**What you have to do**
Examine the entries and show every line in which the word "impl" is found.

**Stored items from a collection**
---------------

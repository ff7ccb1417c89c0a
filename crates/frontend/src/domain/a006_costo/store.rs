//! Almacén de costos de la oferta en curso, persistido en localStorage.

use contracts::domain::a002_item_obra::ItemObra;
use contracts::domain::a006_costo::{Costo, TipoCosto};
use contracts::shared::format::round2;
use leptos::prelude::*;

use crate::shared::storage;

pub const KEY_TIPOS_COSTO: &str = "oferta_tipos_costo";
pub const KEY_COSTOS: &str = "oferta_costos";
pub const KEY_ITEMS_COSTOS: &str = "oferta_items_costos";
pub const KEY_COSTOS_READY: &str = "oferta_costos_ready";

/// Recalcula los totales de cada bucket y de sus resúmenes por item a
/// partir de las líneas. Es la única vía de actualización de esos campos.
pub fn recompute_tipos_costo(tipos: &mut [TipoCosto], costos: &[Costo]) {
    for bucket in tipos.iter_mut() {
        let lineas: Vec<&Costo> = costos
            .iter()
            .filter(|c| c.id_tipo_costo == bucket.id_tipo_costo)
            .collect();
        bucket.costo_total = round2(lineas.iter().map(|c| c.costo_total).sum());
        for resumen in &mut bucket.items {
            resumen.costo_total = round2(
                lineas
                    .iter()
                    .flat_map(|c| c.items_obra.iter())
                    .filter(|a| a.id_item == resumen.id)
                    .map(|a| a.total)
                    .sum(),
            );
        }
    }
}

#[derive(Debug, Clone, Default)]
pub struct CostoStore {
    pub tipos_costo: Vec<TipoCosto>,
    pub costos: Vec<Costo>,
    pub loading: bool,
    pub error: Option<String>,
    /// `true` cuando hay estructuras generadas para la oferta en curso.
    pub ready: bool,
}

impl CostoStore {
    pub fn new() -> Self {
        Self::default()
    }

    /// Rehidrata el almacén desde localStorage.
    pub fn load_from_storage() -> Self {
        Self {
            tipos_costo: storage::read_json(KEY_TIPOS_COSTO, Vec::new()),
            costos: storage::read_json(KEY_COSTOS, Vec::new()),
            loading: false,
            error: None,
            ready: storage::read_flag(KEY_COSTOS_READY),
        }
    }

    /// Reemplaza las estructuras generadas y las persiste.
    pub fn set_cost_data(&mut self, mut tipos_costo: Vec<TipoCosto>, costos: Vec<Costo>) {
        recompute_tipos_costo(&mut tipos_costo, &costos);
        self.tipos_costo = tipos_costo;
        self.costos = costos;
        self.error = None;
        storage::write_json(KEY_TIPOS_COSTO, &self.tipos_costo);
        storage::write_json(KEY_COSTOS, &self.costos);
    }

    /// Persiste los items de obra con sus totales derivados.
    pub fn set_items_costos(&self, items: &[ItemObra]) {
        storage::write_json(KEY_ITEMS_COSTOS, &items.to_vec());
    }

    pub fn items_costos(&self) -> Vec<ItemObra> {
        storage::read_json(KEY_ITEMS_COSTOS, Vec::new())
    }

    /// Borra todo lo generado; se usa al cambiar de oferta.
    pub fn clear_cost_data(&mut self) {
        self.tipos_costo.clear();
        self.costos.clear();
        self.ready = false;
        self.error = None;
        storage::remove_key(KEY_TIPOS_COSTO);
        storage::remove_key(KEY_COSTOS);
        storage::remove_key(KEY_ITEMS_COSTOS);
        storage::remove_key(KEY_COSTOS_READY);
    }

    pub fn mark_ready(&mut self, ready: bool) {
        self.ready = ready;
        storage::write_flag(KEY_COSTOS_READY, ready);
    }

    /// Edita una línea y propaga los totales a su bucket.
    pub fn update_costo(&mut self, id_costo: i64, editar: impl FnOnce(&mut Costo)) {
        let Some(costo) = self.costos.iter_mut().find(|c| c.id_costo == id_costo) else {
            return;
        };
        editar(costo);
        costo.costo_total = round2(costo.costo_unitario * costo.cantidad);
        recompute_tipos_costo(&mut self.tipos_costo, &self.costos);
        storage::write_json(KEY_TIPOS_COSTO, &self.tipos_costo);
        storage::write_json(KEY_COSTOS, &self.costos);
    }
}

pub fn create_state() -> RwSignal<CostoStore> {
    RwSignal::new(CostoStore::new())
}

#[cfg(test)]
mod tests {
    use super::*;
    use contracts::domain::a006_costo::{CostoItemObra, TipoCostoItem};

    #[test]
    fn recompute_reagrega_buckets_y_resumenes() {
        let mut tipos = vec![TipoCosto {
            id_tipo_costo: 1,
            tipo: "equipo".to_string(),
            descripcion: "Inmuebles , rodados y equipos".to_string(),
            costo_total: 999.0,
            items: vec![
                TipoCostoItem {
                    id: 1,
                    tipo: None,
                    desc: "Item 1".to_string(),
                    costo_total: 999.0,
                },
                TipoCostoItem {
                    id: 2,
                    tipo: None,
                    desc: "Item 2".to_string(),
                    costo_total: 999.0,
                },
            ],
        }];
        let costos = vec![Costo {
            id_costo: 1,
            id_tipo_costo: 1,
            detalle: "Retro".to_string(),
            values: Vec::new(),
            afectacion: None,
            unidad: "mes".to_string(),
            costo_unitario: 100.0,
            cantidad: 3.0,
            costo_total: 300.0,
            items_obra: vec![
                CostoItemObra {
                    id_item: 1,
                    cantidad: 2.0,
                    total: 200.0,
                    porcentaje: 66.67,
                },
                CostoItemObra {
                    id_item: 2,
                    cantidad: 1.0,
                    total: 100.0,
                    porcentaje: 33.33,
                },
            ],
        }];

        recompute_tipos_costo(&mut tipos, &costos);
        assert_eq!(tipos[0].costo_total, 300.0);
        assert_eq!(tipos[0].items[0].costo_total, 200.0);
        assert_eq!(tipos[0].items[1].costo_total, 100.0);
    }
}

---------------

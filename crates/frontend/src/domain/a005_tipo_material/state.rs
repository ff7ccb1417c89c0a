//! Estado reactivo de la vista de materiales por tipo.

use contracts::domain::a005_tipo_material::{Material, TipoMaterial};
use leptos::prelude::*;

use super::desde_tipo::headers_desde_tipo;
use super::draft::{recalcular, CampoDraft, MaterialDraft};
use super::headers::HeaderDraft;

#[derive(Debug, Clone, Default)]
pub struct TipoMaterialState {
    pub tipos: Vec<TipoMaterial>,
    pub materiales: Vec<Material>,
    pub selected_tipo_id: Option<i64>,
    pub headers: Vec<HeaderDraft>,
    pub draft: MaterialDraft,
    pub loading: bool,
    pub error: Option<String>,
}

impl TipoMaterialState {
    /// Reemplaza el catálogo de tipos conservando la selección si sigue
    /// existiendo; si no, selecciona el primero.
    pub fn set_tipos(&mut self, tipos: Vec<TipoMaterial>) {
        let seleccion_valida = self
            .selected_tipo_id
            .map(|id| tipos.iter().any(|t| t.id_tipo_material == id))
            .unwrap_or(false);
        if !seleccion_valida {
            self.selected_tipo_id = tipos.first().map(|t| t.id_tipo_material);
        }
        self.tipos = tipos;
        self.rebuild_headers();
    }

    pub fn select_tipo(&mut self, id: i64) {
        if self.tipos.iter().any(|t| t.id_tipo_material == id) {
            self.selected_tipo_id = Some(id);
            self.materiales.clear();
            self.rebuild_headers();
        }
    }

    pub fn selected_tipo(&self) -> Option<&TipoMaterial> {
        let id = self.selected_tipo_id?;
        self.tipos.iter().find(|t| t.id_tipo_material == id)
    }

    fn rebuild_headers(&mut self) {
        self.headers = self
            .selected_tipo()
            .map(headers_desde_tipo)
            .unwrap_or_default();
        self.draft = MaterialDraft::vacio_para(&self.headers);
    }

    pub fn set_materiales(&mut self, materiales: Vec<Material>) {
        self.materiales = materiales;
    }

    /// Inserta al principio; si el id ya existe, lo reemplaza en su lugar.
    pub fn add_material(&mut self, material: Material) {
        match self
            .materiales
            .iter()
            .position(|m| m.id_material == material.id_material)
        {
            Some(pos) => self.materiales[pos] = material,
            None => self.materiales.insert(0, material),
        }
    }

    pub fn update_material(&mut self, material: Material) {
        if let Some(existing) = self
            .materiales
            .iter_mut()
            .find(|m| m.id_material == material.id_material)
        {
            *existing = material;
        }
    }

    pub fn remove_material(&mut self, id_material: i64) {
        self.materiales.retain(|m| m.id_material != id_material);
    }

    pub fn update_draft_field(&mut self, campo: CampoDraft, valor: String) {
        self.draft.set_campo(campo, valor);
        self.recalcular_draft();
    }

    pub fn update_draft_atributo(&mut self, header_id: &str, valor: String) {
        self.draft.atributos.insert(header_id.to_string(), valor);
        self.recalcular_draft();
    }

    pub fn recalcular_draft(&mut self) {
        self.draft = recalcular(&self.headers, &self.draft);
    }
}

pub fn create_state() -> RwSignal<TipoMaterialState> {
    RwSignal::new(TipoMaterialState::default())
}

---------------

**Solution to this problem**
impl CostoStore {
    pub fn update_costo(&mut self, id_costo: i64, editar: impl FnOnce(&mut Costo)) {
impl TipoMaterialState {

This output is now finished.